According to a study from the University of Michigan Institute for Social Research, patients are supplementing or downright replacing their lab-made pain medications with cannabis, because it actually works and it’s au naturale.
In the study, researchers surveyed 450 cannabis-using adults, and 78 percent said they use weed to treat illnesses and health problems including chronic pain, anxiety, depression, PTSD, headaches, and menstrual cramps, as well as more serious conditions such as chemotherapy side effects and nausea associated with HIV and AIDS.
That said, 42 percent of those users said they completely stopped taking pharmaceutical painkillers thanks to the magic of marijuana, and 38 percent cut back on the use of prescription drugs.
Moreover, cannabis users reported trusting good old weed more than mainstream healthcare, and rated the effectiveness, cost, side effects, and availability as higher than that of pharmaceuticals.

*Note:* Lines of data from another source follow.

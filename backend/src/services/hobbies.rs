//! Hobbies service

use crate::clock::Clock;
use crate::database::{
    CreateHobbyRequest, CreateTaskRequest, Hobby, HobbyActivity, Metadata, Repository, Task,
};
use crate::error::{AppError, Result};
use chrono::{DateTime, Duration, Utc};
use std::sync::Arc;

#[derive(Clone)]
pub struct HobbyService {
    repo: Repository,
    clock: Arc<dyn Clock>,
    inactivity_days: i64,
}

impl HobbyService {
    pub fn new(repo: Repository, clock: Arc<dyn Clock>, inactivity_days: i64) -> Self {
        Self {
            repo,
            clock,
            inactivity_days,
        }
    }

    pub async fn create_hobby(&self, user_id: &str, req: CreateHobbyRequest) -> Result<Hobby> {
        if req.name.trim().is_empty() {
            return Err(AppError::Validation("hobby name is required".to_string()));
        }
        self.repo.create_hobby(user_id, req, self.clock.now()).await
    }

    pub async fn get_hobby(&self, user_id: &str, id: &str) -> Result<Hobby> {
        self.repo.get_owned(user_id, id).await
    }

    pub async fn list_hobbies(&self, user_id: &str) -> Result<Vec<Hobby>> {
        self.repo.list_owned(user_id).await
    }

    pub async fn delete_hobby(&self, user_id: &str, id: &str) -> Result<()> {
        tracing::info!("Deleting hobby: {}", id);
        self.repo.delete_owned::<Hobby>(user_id, id).await
    }

    pub async fn freeze_hobby(&self, user_id: &str, id: &str, reason: &str) -> Result<Hobby> {
        self.repo.set_hobby_frozen(user_id, id, true, reason).await
    }

    pub async fn unfreeze_hobby(&self, user_id: &str, id: &str) -> Result<Hobby> {
        self.repo.set_hobby_frozen(user_id, id, false, "").await
    }

    /// Log an activity; `timestamp` defaults to now
    pub async fn log_activity(
        &self,
        user_id: &str,
        hobby_id: &str,
        timestamp: Option<DateTime<Utc>>,
        notes: &str,
        custom_data: Metadata,
    ) -> Result<HobbyActivity> {
        // Backdated activities keep their own timestamp
        let now = self.clock.now();
        self.repo
            .log_hobby_activity(
                user_id,
                hobby_id,
                timestamp.unwrap_or(now),
                notes,
                &custom_data,
                now,
            )
            .await
    }

    pub async fn list_activities(&self, user_id: &str, hobby_id: &str) -> Result<Vec<HobbyActivity>> {
        self.repo.list_hobby_activities(user_id, hobby_id).await
    }

    /// Turn a logged activity into a task linked to the same hobby
    pub async fn convert_activity_to_task(&self, user_id: &str, activity_id: &str) -> Result<Task> {
        let activity: HobbyActivity = self.repo.get_owned(user_id, activity_id).await?;
        let hobby: Hobby = self.repo.get_owned(user_id, &activity.hobby_id).await?;

        // Title from the first line of the notes, if any
        let title = match activity.notes.lines().next() {
            Some(line) if !line.trim().is_empty() => format!("{}: {}", hobby.name, line.trim()),
            _ => hobby.name.clone(),
        };
        let req = CreateTaskRequest {
            title,
            description: activity.notes.clone(),
            hobby_id: Some(hobby.id.clone()),
            ..Default::default()
        };

        let task = self.repo.create_task(user_id, req, self.clock.now()).await?;
        tracing::info!("Converted hobby activity {} into task {}", activity_id, task.id);
        Ok(task)
    }

    /// Unfrozen hobbies with no activity inside the inactivity window
    pub async fn inactive_hobbies(&self, user_id: &str) -> Result<Vec<Hobby>> {
        let cutoff = self.clock.now() - Duration::days(self.inactivity_days);
        let mut inactive = Vec::new();

        for hobby in self.repo.list_owned::<Hobby>(user_id).await? {
            // Frozen hobbies are paused on purpose
            if hobby.frozen {
                continue;
            }
            match self.repo.last_activity_at(user_id, &hobby.id).await? {
                Some(last) if last >= cutoff => {}
                _ => inactive.push(hobby),
            }
        }

        Ok(inactive)
    }
}
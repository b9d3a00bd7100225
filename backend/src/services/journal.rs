//! Journal service: notes to self and mood logs

use crate::clock::Clock;
use crate::database::{CreateNoteRequest, MoodLog, Note, Repository};
use crate::error::{AppError, Result};
use chrono::NaiveDate;
use std::sync::Arc;

#[derive(Clone)]
pub struct JournalService {
    repo: Repository,
    clock: Arc<dyn Clock>,
}

impl JournalService {
    pub fn new(repo: Repository, clock: Arc<dyn Clock>) -> Self {
        Self { repo, clock }
    }

    pub async fn create_note(&self, user_id: &str, req: CreateNoteRequest) -> Result<Note> {
        if req.body.trim().is_empty() {
            return Err(AppError::Validation("note body is required".to_string()));
        }

        let note = self.repo.create_note(user_id, req, self.clock.now()).await?;
        tracing::debug!("Note created: {}", note.id);
        Ok(note)
    }

    /// Notes newest first, optionally only those attached to `task_id`
    pub async fn list_notes(&self, user_id: &str, task_id: Option<&str>) -> Result<Vec<Note>> {
        self.repo.list_notes(user_id, task_id).await
    }

    pub async fn delete_note(&self, user_id: &str, id: &str) -> Result<()> {
        self.repo.delete_owned::<Note>(user_id, id).await
    }

    /// Schedule a note for the user's future self
    pub async fn send_to_future(&self, user_id: &str, id: &str, date: NaiveDate) -> Result<Note> {
        if date <= self.clock.today() {
            return Err(AppError::Validation(
                "future_date must be after today".to_string(),
            ));
        }

        tracing::info!("Note {} scheduled for {}", id, date);
        self.repo.schedule_note_for_future(user_id, id, date).await
    }

    /// Record a mood; `rating`, when given, must be at least 1
    pub async fn log_mood(
        &self,
        user_id: &str,
        mood: &str,
        rating: Option<i64>,
        note: &str,
    ) -> Result<MoodLog> {
        if mood.trim().is_empty() {
            return Err(AppError::Validation("mood is required".to_string()));
        }
        if matches!(rating, Some(r) if r < 1) {
            return Err(AppError::Validation("rating must be at least 1".to_string()));
        }

        self.repo
            .create_mood_log(user_id, mood, rating, note, self.clock.now())
            .await
    }

    /// Mood history, newest first
    pub async fn list_moods(&self, user_id: &str) -> Result<Vec<MoodLog>> {
        self.repo.list_owned(user_id).await
    }

    pub async fn delete_mood(&self, user_id: &str, id: &str) -> Result<()> {
        self.repo.delete_owned::<MoodLog>(user_id, id).await
    }
}

#[cfg(test)]
mod tests {
    use super::*;
    use crate::clock::FixedClock;
    use crate::database::repository::test_support::*;
    use crate::database::CreateTaskRequest;
    use chrono::Duration;

    async fn create_test_service() -> (JournalService, Repository) {
        let repo = create_test_repo().await;
        let service = JournalService::new(repo.clone(), Arc::new(FixedClock::new(t0())));
        (service, repo)
    }

    #[tokio::test]
    async fn test_notes_filtered_by_task() {
        let (service, repo) = create_test_service().await;
        let user = create_test_user(&repo, "bun").await;
        let task = repo
            .create_task(
                &user.id,
                CreateTaskRequest {
                    title: "Essay".to_string(),
                    ..Default::default()
                },
                t0(),
            )
            .await
            .unwrap();

        service
            .create_note(
                &user.id,
                CreateNoteRequest {
                    body: "Outline first".to_string(),
                    task_id: Some(task.id.clone()),
                    ..Default::default()
                },
            )
            .await
            .unwrap();
        service
            .create_note(
                &user.id,
                CreateNoteRequest {
                    body: "Unrelated thought".to_string(),
                    ..Default::default()
                },
            )
            .await
            .unwrap();

        assert_eq!(service.list_notes(&user.id, None).await.unwrap().len(), 2);
        let for_task = service.list_notes(&user.id, Some(&task.id)).await.unwrap();
        assert_eq!(for_task.len(), 1);
        assert_eq!(for_task[0].body, "Outline first");
    }

    #[tokio::test]
    async fn test_send_to_future() {
        let (service, repo) = create_test_service().await;
        let user = create_test_user(&repo, "bun").await;
        let note = service
            .create_note(
                &user.id,
                CreateNoteRequest {
                    body: "Dear future me".to_string(),
                    ..Default::default()
                },
            )
            .await
            .unwrap();

        let today = t0().date_naive();
        assert!(matches!(
            service.send_to_future(&user.id, &note.id, today).await,
            Err(AppError::Validation(_))
        ));

        let date = today + Duration::days(30);
        let scheduled = service.send_to_future(&user.id, &note.id, date).await.unwrap();
        assert!(scheduled.send_to_future);
        assert_eq!(scheduled.future_date, Some(date));
    }

    #[tokio::test]
    async fn test_mood_rating_validation() {
        let (service, repo) = create_test_service().await;
        let user = create_test_user(&repo, "bun").await;

        assert!(matches!(
            service.log_mood(&user.id, "tired", Some(0), "").await,
            Err(AppError::Validation(_))
        ));

        service.log_mood(&user.id, "calm", None, "").await.unwrap();
        service.log_mood(&user.id, "happy", Some(4), "sunny").await.unwrap();
        assert_eq!(service.list_moods(&user.id).await.unwrap().len(), 2);
    }
}
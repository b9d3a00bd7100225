//! Domain events published by services after a successful state transition,
//! and the effects reward rules answer them with.

use crate::config::BadgeSpec;
use crate::database::NotificationType;
use serde::Serialize;

#[derive(Debug, Clone, PartialEq, Eq, Serialize)]
#[serde(tag = "type", rename_all = "snake_case")]
pub enum DomainEvent {
    /// A task moved into `done` for the first time
    TaskCompleted {
        user_id: String,
        task_id: String,
        title: String,
        /// Tasks completed today, this one included
        completed_today: i64,
    },

    /// A focus session gained its `effective_minutes`
    FocusSessionCompleted {
        user_id: String,
        session_id: String,
        effective_minutes: i64,
    },
}

impl DomainEvent {
    pub fn user_id(&self) -> &str {
        match self {
            DomainEvent::TaskCompleted { user_id, .. }
            | DomainEvent::FocusSessionCompleted { user_id, .. } => user_id,
        }
    }
}

#[derive(Debug, Clone, PartialEq, Eq)]
pub enum RewardEffect {
    /// XP and coins through the ledger, leveling included
    Deposit { xp: i64, coins: i64 },

    /// Issue a badge once; `bonus_coins` are paid only on first issuance
    AwardBadge {
        badge: BadgeSpec,
        bonus_coins: i64,
        notice: NotificationType,
    },

    Notify {
        kind: NotificationType,
        title: String,
        message: String,
        related_task_id: Option<String>,
    },
}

However, apparently one-third of respondents are toking up (medically) on the DL without their doctor knowing about it…which is fine. Mine doesn’t know either (shhh…).
“Given the state of the science of medicinal cannabis, even basic information about users’ attitudes and behaviors would be helpful,” the authors write in the report, noting how this valuable information is crucial for shaping policy around marijuana use and legalization.
In a statement, study co-author Daniel Kruger says: “Given the growing use of cannabis for medical purposes and the widespread use for recreation purposes despite criminalization. The current public health framework focusing primarily on cannabis abstinence appears obsolete.”
Well, all I can say is hooray for weed. The actual miracle drug.